Exercise:
Write each line exactly as it stands, from the line containing "their holdings, plus" through the end of the data.

Saved entries:
===============

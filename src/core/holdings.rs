//! Core holdings types shared by the scraper, stores and query layers.

use chrono::{Local, NaiveDate};
use serde::{Deserialize, Serialize};
use std::collections::BTreeMap;

/// Weight of one holding as a fraction of the fund's AUM.
///
/// Weights are non-negative but have no upper bound: leveraged funds and
/// provider-side rounding can push a day's sum above 1.0.
#[derive(Debug, Clone, Copy, PartialEq, Serialize, Deserialize)]
pub struct HoldingWeight {
    pub weight: f64,
}

impl From<f64> for HoldingWeight {
    fn from(weight: f64) -> Self {
        HoldingWeight { weight }
    }
}

/// Scraped or cached holdings for one fund on one day, keyed by holding ticker.
pub type HoldingsMap = BTreeMap<String, HoldingWeight>;

/// One (date, fund, holding, weight) fact as persisted by a cache store.
#[derive(Debug, Clone, PartialEq, Serialize, Deserialize)]
pub struct HoldingRecord {
    pub date: NaiveDate,
    pub fund: String,
    pub holding: String,
    pub weight: f64,
}

/// Result of a multi-fund query: resolved funds with their holdings, plus
/// the funds that could not be resolved right now.
#[derive(Debug, Default, Clone, PartialEq)]
pub struct BatchHoldings {
    pub available: BTreeMap<String, HoldingsMap>,
    pub unavailable: Vec<String>,
}

/// Wall-clock "today" used for cache keying and staleness decisions.
pub fn today() -> NaiveDate {
    Local::now().date_naive()
}

/// Collapses persisted records into the per-ticker weight mapping consumed
/// by downstream callers.
pub fn weight_map(records: &[HoldingRecord]) -> HoldingsMap {
    records
        .iter()
        .map(|r| (r.holding.clone(), HoldingWeight { weight: r.weight }))
        .collect()
}

/// Canonical ticker form: trimmed and upper-cased.
pub fn normalize_ticker(ticker: &str) -> String {
    ticker.trim().to_uppercase()
}

#[cfg(test)]
mod tests {
    use super::*;

    #[test]
    fn test_weight_map_collapses_records() {
        let date = today();
        let records = vec![
            HoldingRecord {
                date,
                fund: "AAA".to_string(),
                holding: "XYZ".to_string(),
                weight: 0.05,
            },
            HoldingRecord {
                date,
                fund: "AAA".to_string(),
                holding: "QRS".to_string(),
                weight: 0.10,
            },
        ];

        let map = weight_map(&records);
        assert_eq!(map.len(), 2);
        assert_eq!(map["XYZ"].weight, 0.05);
        assert_eq!(map["QRS"].weight, 0.10);
    }

    #[test]
    fn test_normalize_ticker() {
        assert_eq!(normalize_ticker(" spy "), "SPY");
        assert_eq!(normalize_ticker("arkk"), "ARKK");
        assert_eq!(normalize_ticker(""), "");
    }
}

===============

Solution to this problem:
/// Result of a multi-fund query: resolved funds with their holdings, plus
/// the funds that could not be resolved right now.
#[derive(Debug, Default, Clone, PartialEq)]
pub struct BatchHoldings {
    pub available: BTreeMap<String, HoldingsMap>,
    pub unavailable: Vec<String>,
}

/// Wall-clock "today" used for cache keying and staleness decisions.
pub fn today() -> NaiveDate {
    Local::now().date_naive()
}

/// Collapses persisted records into the per-ticker weight mapping consumed
/// by downstream callers.
pub fn weight_map(records: &[HoldingRecord]) -> HoldingsMap {
    records
        .iter()
        .map(|r| (r.holding.clone(), HoldingWeight { weight: r.weight }))
        .collect()
}

/// Canonical ticker form: trimmed and upper-cased.
pub fn normalize_ticker(ticker: &str) -> String {
    ticker.trim().to_uppercase()
}

#[cfg(test)]
mod tests {
    use super::*;

    #[test]
    fn test_weight_map_collapses_records() {
        let date = today();
        let records = vec![
            HoldingRecord {
                date,
                fund: "AAA".to_string(),
                holding: "XYZ".to_string(),
                weight: 0.05,
            },
            HoldingRecord {
                date,
                fund: "AAA".to_string(),
                holding: "QRS".to_string(),
                weight: 0.10,
            },
        ];

        let map = weight_map(&records);
        assert_eq!(map.len(), 2);
        assert_eq!(map["XYZ"].weight, 0.05);
        assert_eq!(map["QRS"].weight, 0.10);
    }

    #[test]
    fn test_normalize_ticker() {
        assert_eq!(normalize_ticker(" spy "), "SPY");
        assert_eq!(normalize_ticker("arkk"), "ARKK");
        assert_eq!(normalize_ticker(""), "");
    }
}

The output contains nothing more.